- Stored data entries -

BEGIN

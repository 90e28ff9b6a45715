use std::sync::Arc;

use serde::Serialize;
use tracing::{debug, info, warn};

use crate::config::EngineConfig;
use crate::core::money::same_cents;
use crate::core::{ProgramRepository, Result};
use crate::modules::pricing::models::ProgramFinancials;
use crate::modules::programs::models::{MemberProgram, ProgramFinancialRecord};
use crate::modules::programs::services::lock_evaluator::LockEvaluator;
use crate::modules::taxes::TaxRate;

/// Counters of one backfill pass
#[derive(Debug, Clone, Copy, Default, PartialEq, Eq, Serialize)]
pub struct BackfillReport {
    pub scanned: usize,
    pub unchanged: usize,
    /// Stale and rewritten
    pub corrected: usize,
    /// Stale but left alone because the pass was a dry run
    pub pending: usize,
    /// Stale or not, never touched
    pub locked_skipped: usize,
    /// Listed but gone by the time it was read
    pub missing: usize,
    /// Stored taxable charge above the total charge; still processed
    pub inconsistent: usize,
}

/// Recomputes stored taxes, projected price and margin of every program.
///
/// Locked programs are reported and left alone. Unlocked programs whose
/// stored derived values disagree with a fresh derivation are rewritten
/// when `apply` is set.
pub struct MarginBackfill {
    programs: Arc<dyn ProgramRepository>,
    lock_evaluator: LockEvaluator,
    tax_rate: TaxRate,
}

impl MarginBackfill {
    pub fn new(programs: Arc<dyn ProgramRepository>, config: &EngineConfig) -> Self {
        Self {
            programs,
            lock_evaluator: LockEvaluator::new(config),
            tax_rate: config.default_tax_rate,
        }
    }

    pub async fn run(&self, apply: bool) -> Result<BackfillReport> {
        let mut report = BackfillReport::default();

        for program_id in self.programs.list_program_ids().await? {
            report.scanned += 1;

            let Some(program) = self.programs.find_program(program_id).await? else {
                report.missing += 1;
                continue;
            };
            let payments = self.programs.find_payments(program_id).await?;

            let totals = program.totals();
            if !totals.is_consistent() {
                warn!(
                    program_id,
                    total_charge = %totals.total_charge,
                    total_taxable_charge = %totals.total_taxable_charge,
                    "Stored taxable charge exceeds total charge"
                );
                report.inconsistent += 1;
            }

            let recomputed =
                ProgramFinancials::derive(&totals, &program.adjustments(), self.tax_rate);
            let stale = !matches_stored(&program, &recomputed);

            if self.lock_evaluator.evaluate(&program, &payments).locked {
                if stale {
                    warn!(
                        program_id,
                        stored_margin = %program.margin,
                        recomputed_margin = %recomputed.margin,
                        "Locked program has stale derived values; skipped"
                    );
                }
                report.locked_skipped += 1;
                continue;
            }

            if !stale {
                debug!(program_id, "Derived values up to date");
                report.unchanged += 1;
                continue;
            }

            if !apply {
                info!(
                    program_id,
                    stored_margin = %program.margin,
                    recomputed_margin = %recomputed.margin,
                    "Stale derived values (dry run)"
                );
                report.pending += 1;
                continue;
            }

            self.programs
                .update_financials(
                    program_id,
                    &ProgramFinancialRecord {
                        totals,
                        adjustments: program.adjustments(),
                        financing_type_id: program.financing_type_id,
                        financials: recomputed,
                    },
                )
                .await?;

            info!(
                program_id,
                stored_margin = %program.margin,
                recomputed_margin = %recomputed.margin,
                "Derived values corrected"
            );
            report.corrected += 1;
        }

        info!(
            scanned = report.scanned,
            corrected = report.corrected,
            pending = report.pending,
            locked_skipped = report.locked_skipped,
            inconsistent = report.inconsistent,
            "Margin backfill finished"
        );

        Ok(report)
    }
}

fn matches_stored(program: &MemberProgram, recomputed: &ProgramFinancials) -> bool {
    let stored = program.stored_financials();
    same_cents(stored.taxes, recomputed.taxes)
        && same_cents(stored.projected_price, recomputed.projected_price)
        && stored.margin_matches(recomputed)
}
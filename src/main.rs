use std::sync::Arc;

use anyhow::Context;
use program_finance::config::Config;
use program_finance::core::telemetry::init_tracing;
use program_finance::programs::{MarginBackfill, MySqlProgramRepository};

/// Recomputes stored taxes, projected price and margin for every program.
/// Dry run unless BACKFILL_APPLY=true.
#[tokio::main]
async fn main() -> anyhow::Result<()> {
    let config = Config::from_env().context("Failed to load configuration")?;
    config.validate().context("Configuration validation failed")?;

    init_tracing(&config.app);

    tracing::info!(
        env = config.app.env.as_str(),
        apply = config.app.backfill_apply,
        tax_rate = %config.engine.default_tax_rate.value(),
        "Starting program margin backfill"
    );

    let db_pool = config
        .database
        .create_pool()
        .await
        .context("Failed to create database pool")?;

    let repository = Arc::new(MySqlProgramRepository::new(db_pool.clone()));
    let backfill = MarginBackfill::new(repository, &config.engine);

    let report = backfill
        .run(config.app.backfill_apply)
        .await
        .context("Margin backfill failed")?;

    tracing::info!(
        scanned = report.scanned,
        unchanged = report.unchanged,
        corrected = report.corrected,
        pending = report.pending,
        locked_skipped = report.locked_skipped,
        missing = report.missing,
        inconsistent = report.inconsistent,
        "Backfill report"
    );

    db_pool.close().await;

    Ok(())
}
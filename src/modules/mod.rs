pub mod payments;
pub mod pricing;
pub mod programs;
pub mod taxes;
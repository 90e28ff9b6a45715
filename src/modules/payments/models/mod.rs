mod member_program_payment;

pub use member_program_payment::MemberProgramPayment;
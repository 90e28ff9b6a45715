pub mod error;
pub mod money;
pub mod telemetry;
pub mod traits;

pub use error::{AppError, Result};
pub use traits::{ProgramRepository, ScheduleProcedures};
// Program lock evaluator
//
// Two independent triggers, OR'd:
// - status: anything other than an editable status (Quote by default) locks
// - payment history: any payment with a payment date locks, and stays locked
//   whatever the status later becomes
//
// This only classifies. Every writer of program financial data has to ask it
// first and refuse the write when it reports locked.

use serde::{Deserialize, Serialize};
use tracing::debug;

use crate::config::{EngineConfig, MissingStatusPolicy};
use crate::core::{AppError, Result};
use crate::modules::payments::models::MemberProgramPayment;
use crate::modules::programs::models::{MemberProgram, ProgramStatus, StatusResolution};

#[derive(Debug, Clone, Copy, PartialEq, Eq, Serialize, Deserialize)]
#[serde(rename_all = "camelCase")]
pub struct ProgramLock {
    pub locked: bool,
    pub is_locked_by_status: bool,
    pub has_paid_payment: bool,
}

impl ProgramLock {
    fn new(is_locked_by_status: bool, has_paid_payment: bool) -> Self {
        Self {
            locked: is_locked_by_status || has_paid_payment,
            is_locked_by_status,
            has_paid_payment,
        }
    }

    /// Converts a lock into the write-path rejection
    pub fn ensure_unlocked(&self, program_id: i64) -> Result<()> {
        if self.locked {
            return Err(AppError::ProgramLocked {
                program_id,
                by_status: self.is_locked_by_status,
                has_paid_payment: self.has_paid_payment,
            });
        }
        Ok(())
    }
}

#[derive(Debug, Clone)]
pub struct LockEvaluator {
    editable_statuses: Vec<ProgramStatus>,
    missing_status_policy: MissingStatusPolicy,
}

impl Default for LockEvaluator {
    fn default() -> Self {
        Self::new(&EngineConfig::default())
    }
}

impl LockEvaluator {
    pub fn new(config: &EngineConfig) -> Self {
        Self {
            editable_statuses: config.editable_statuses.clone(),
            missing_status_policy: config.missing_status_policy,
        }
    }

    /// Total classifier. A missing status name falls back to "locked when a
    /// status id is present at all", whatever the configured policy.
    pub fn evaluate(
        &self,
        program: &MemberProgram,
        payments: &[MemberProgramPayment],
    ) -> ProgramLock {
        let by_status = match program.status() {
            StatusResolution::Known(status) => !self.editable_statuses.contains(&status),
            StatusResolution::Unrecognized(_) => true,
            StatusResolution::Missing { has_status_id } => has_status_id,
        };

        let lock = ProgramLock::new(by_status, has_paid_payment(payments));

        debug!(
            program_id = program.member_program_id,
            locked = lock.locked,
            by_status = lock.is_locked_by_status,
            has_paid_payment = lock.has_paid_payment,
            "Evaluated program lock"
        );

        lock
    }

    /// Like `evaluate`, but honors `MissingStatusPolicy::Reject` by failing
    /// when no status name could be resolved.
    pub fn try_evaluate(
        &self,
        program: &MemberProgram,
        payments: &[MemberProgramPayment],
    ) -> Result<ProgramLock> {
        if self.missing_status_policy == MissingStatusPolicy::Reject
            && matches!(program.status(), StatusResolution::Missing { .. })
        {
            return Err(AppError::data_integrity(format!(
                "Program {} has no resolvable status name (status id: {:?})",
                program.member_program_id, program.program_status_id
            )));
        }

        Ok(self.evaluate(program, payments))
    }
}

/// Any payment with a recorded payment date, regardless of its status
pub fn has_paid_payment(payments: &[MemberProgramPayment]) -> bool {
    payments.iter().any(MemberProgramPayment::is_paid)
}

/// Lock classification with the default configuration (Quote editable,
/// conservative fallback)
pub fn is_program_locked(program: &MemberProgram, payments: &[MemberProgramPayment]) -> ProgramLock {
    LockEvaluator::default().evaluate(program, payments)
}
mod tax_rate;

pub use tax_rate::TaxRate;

END

- Exercise goal -
From the first line above through the line that contains "one backfill pass", quote each line exactly. Output nothing more.

- Response to this exercise -
repository 90e28ff9b6a45715
use std::sync::Arc;

use serde::Serialize;
use tracing::{debug, info, warn};

use crate::config::EngineConfig;
use crate::core::money::same_cents;
use crate::core::{ProgramRepository, Result};
use crate::modules::pricing::models::ProgramFinancials;
use crate::modules::programs::models::{MemberProgram, ProgramFinancialRecord};
use crate::modules::programs::services::lock_evaluator::LockEvaluator;
use crate::modules::taxes::TaxRate;

/// Counters of one backfill pass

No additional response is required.